Lines holding the word "static" must be located in the listing below and copied.

+ + +

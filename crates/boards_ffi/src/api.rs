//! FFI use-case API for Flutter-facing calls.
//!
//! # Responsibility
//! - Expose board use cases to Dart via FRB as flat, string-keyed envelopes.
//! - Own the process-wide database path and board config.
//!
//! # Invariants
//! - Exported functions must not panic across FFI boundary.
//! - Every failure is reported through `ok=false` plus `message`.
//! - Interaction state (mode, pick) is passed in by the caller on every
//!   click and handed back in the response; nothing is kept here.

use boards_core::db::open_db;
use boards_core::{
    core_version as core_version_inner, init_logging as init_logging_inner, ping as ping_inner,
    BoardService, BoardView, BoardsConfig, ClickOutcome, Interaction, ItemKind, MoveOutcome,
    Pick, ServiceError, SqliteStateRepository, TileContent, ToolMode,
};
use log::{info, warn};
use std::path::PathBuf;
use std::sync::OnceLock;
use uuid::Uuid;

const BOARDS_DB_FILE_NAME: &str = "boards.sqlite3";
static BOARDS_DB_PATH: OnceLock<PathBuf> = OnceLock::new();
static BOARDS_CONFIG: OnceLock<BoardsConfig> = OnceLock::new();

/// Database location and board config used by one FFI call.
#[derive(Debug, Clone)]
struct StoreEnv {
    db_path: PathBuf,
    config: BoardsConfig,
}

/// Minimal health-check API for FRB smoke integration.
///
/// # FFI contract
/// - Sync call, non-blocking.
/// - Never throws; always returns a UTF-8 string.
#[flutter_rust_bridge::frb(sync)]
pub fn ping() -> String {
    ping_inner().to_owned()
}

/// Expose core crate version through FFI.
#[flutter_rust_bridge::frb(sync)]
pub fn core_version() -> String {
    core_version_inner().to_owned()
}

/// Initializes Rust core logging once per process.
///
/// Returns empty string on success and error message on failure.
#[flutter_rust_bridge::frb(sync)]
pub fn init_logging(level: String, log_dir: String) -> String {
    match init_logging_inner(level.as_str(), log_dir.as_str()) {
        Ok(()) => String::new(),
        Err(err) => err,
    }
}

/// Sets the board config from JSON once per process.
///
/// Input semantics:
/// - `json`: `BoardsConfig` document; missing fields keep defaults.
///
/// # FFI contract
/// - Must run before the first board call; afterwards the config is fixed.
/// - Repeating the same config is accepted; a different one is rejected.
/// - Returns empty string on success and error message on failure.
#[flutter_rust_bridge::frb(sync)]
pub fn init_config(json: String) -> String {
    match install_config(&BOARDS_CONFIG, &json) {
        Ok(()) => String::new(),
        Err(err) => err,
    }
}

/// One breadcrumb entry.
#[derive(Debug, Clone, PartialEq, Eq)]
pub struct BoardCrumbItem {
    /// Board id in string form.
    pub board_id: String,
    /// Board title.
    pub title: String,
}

+ + +

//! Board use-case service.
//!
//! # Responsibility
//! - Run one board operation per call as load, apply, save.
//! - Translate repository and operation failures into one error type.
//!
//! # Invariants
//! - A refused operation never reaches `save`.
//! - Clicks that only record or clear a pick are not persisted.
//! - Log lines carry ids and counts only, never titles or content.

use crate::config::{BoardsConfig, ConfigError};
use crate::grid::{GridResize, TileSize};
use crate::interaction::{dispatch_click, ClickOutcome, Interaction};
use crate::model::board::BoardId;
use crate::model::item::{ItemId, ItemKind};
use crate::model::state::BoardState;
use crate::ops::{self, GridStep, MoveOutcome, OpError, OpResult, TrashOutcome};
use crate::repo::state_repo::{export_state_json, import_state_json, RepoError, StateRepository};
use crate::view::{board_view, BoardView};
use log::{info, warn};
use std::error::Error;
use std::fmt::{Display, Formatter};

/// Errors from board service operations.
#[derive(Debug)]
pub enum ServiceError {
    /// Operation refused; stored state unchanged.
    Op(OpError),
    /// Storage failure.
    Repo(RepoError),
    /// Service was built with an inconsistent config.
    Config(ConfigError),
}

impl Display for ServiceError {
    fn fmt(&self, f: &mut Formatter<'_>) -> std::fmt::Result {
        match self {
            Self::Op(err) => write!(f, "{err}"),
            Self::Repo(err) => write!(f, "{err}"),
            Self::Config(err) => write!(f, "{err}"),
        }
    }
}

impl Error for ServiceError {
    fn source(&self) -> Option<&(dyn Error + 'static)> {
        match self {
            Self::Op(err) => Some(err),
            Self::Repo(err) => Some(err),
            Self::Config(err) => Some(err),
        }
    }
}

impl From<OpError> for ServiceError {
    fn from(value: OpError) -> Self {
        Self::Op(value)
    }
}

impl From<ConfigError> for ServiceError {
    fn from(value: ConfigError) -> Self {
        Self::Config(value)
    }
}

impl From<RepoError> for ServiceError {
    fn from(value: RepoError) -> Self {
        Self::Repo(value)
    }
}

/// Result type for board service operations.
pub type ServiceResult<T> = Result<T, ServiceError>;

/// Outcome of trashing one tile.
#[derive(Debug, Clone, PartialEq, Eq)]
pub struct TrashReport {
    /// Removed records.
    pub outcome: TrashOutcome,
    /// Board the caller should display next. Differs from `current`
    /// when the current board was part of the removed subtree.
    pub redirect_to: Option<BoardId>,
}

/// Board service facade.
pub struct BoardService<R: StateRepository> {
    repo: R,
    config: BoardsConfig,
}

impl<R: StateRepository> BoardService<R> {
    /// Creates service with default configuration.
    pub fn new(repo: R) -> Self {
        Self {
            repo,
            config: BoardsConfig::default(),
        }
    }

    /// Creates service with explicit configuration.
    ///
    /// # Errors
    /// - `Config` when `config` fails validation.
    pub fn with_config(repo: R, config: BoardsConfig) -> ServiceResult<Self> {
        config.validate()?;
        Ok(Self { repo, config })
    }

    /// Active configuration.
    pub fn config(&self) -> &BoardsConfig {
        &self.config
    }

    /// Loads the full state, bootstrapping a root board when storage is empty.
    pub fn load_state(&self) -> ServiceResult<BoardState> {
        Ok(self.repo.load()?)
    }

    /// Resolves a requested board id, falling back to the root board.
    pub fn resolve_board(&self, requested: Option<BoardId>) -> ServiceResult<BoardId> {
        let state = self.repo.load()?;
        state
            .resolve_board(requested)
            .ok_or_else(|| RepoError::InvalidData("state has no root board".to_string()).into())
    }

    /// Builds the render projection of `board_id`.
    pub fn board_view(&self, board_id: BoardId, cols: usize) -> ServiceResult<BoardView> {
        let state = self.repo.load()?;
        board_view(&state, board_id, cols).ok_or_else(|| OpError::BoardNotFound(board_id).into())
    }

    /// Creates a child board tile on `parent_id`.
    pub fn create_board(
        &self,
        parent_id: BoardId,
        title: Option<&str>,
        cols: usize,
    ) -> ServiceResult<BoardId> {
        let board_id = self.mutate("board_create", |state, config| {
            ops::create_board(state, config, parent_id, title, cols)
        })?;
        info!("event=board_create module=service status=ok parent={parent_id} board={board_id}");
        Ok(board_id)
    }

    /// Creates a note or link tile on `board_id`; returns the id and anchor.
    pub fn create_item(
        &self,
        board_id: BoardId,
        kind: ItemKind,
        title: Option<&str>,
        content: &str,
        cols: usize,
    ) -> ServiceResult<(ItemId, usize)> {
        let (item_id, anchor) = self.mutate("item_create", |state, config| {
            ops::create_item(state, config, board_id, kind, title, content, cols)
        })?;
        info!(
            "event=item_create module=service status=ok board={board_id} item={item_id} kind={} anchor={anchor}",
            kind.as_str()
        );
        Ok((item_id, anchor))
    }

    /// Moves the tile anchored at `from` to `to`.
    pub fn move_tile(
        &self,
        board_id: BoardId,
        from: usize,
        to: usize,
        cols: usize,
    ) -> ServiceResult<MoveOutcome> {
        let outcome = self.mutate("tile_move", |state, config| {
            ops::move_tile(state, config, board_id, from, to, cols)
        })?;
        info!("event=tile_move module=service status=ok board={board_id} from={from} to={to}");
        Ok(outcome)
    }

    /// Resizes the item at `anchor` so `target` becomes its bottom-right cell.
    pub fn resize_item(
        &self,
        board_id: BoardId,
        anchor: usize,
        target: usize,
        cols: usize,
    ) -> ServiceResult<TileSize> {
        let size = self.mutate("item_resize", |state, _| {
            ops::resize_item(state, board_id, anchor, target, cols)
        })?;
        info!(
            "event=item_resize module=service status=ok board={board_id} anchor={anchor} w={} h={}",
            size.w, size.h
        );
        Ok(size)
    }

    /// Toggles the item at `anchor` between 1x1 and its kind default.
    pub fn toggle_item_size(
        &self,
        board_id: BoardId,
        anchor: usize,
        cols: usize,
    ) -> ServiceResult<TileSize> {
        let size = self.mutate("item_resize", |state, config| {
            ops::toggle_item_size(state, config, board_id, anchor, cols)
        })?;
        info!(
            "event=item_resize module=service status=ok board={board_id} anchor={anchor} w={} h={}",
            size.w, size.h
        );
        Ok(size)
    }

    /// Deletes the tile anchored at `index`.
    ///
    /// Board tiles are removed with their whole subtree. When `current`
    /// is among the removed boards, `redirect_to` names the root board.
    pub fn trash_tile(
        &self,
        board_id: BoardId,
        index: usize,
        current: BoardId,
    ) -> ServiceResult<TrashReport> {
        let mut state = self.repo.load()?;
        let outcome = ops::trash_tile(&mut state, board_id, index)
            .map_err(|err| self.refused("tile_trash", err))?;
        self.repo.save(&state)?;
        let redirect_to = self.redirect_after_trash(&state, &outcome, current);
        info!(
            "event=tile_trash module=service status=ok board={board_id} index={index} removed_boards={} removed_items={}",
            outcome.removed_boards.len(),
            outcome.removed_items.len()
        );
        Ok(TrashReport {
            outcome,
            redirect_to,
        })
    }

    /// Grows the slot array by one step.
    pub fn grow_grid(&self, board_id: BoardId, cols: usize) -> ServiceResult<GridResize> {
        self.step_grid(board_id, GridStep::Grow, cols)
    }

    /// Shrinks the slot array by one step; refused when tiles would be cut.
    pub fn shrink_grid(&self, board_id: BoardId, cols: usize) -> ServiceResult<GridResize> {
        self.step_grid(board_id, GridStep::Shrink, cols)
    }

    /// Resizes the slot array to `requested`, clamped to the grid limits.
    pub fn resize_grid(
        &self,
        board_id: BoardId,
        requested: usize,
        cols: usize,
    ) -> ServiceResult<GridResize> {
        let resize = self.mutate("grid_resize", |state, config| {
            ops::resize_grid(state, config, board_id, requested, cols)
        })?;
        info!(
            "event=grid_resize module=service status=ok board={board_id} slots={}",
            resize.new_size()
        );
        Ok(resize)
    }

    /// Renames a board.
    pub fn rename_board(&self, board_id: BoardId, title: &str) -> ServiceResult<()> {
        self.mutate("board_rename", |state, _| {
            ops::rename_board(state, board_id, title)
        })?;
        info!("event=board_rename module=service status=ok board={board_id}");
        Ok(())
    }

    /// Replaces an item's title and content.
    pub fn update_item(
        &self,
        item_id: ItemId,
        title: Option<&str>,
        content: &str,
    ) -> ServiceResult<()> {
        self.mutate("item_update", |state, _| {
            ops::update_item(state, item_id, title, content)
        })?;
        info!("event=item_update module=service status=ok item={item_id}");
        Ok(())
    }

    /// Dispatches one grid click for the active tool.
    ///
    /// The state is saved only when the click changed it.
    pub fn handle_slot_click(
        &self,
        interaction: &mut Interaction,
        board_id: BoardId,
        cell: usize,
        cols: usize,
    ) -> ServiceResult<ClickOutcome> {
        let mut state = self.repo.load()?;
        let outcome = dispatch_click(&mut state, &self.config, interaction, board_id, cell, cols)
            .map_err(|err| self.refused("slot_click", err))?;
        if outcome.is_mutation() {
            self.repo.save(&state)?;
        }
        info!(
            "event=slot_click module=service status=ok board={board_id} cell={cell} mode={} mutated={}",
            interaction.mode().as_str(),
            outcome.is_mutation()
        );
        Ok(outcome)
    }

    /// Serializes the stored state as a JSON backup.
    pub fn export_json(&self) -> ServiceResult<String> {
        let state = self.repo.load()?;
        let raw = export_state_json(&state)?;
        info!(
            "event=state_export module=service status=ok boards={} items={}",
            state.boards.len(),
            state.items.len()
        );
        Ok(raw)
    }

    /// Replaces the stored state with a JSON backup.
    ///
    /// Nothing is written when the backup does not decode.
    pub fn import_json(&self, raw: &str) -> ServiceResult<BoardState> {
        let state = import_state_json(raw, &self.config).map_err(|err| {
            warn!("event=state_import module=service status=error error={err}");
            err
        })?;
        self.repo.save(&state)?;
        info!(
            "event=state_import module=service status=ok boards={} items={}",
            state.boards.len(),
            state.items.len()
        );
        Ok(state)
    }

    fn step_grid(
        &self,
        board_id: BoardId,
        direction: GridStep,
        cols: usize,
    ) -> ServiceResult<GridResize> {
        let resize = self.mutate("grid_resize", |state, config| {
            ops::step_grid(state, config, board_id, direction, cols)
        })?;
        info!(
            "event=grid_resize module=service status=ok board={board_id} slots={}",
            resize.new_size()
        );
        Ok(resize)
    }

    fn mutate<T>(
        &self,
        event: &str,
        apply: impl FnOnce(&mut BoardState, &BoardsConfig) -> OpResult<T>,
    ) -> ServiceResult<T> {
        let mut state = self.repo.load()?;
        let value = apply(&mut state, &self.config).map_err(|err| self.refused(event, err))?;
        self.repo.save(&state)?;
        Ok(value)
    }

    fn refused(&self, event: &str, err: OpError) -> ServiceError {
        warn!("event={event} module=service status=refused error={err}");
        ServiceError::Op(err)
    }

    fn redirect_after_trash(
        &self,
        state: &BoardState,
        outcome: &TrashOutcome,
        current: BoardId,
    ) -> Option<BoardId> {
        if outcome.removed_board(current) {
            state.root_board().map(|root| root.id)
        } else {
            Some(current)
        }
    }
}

+ + +

- RESULT
static BOARDS_DB_PATH: OnceLock<PathBuf> = OnceLock::new();
static BOARDS_CONFIG: OnceLock<BoardsConfig> = OnceLock::new();
    fn source(&self) -> Option<&(dyn Error + 'static)> {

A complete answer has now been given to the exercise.